» **REQUIREMENT**
Write out, word for word, the first line of the data below and every line after it through the one containing "let template = |text: String, score: f32, description: String|".

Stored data

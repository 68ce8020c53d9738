mod company;
mod facets;
mod templates;

pub use company::CompanyNameGenerator;
pub use facets::FacetGenerator;
pub use templates::{TemplateGenerator, CATALOG_QUERIES};

/// `limit` as a signed facet limit.
fn facet_limit(limit: usize) -> i64 { i64::try_from(limit.saturating_mul(3)).unwrap_or(i64::MAX) }
use std::sync::Arc;

use async_trait::async_trait;
use firmsearch_core::traits::SuggestionGenerator;
use firmsearch_core::types::{Suggestion, SuggestionSource};
use firmsearch_query::QueryUnderstanding;

use crate::scoring::{rank, text_match_score};

/// Canned queries offered when the input is a fragment of one of them.
pub const CATALOG_QUERIES: &[&str] = &[
    "technology companies",
    "startups",
    "financial services",
    "healthcare companies",
    "software companies",
    "consulting firms",
    "manufacturing companies",
    "retail companies",
];

const CATALOG_MIN_CHARS: usize = 3;
const CATALOG_WEIGHT: f32 = 0.6;

/// Natural-language query templates built from detected entities.
pub struct TemplateGenerator {
    understanding: Arc<QueryUnderstanding>,
}

impl TemplateGenerator {
    pub fn new(understanding: Arc<QueryUnderstanding>) -> Self { Self { understanding } }

    fn templates(&self, query: &str) -> Vec<Suggestion> {
        let template = |text: String, score: f32, description: String| {
            Suggestion::new(text, SuggestionSource::Template, score, description)
        };
        let parsed = self.understanding.parse(query);
        let mut out = Vec::new();

        for industry in &parsed.industries {
            out.push(template(format!("{industry} companies"), 0.8, format!("Find all {industry} companies")));
            out.push(template(
                format!("{industry} companies in california"),
                0.7,
                format!("Find {industry} companies in California"),
            ));
        }
        for location in &parsed.locations {
            out.push(template(
                format!("tech companies in {location}"),
                0.8,
                format!("Find technology companies in {location}"),
            ));
            out.push(template(format!("startups in {location}"), 0.7, format!("Find startups in {location}")));
        }

        if query.chars().count() >= CATALOG_MIN_CHARS {
            for phrase in CATALOG_QUERIES.iter().filter(|p| p.contains(query)) {
                out.push(template(
                    (*phrase).to_string(),
                    text_match_score(query, phrase) * CATALOG_WEIGHT,
                    format!("Search for {phrase}"),
                ));
            }
        }
        out
    }
}

#[async_trait]
impl SuggestionGenerator for TemplateGenerator {
    fn source(&self) -> SuggestionSource { SuggestionSource::Template }

    async fn generate(&self, query: &str, limit: usize) -> Vec<Suggestion> {
        if limit == 0 {
            return Vec::new();
        }
        let mut found = self.templates(query);
        rank(&mut found, limit);
        found
    }
}
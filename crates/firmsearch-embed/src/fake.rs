use std::hash::{Hash, Hasher};

use async_trait::async_trait;
use firmsearch_core::outcome::Outcome;
use firmsearch_core::traits::Embedder;
use twox_hash::XxHash64;

/// Deterministic offline embedder: hashed bag of tokens, L2-normalised.
pub struct FakeEmbedder {
    dim: usize,
}

impl FakeEmbedder {
    pub fn new(dim: usize) -> Self { Self { dim: dim.max(1) } }

    pub fn dim(&self) -> usize { self.dim }

    #[allow(clippy::cast_possible_truncation, clippy::cast_precision_loss)]
    pub fn vector(&self, text: &str) -> Vec<f32> {
        let mut v = vec![0f32; self.dim];
        for (i, token) in text.to_lowercase().split_whitespace().enumerate() {
            let mut hasher = XxHash64::with_seed(0);
            token.hash(&mut hasher);
            let h = hasher.finish();
            let idx = (h as usize) % self.dim;
            let val = (((h >> 32) as u32) as f32) / (u32::MAX as f32);
            v[idx] += val + (i as f32 % 3.0) * 0.01;
        }
        let norm = v.iter().map(|x| x * x).sum::<f32>().sqrt().max(1e-6);
        for x in &mut v { *x /= norm; }
        v
    }
}

#[async_trait]
impl Embedder for FakeEmbedder {
    fn embedder_id(&self) -> &str { "fake-xxhash" }

    async fn embed(&self, text: &str) -> Outcome<Vec<f32>> {
        if text.trim().is_empty() {
            return Outcome::Empty;
        }
        Outcome::Success(self.vector(text))
    }
}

» **FINISHED EXERCISE**
repository 68ce8020c53d9738
mod company;
mod facets;
mod templates;

pub use company::CompanyNameGenerator;
pub use facets::FacetGenerator;
pub use templates::{TemplateGenerator, CATALOG_QUERIES};

/// `limit` as a signed facet limit.
fn facet_limit(limit: usize) -> i64 { i64::try_from(limit.saturating_mul(3)).unwrap_or(i64::MAX) }
use std::sync::Arc;

use async_trait::async_trait;
use firmsearch_core::traits::SuggestionGenerator;
use firmsearch_core::types::{Suggestion, SuggestionSource};
use firmsearch_query::QueryUnderstanding;

use crate::scoring::{rank, text_match_score};

/// Canned queries offered when the input is a fragment of one of them.
pub const CATALOG_QUERIES: &[&str] = &[
    "technology companies",
    "startups",
    "financial services",
    "healthcare companies",
    "software companies",
    "consulting firms",
    "manufacturing companies",
    "retail companies",
];

const CATALOG_MIN_CHARS: usize = 3;
const CATALOG_WEIGHT: f32 = 0.6;

/// Natural-language query templates built from detected entities.
pub struct TemplateGenerator {
    understanding: Arc<QueryUnderstanding>,
}

impl TemplateGenerator {
    pub fn new(understanding: Arc<QueryUnderstanding>) -> Self { Self { understanding } }

    fn templates(&self, query: &str) -> Vec<Suggestion> {
        let template = |text: String, score: f32, description: String| {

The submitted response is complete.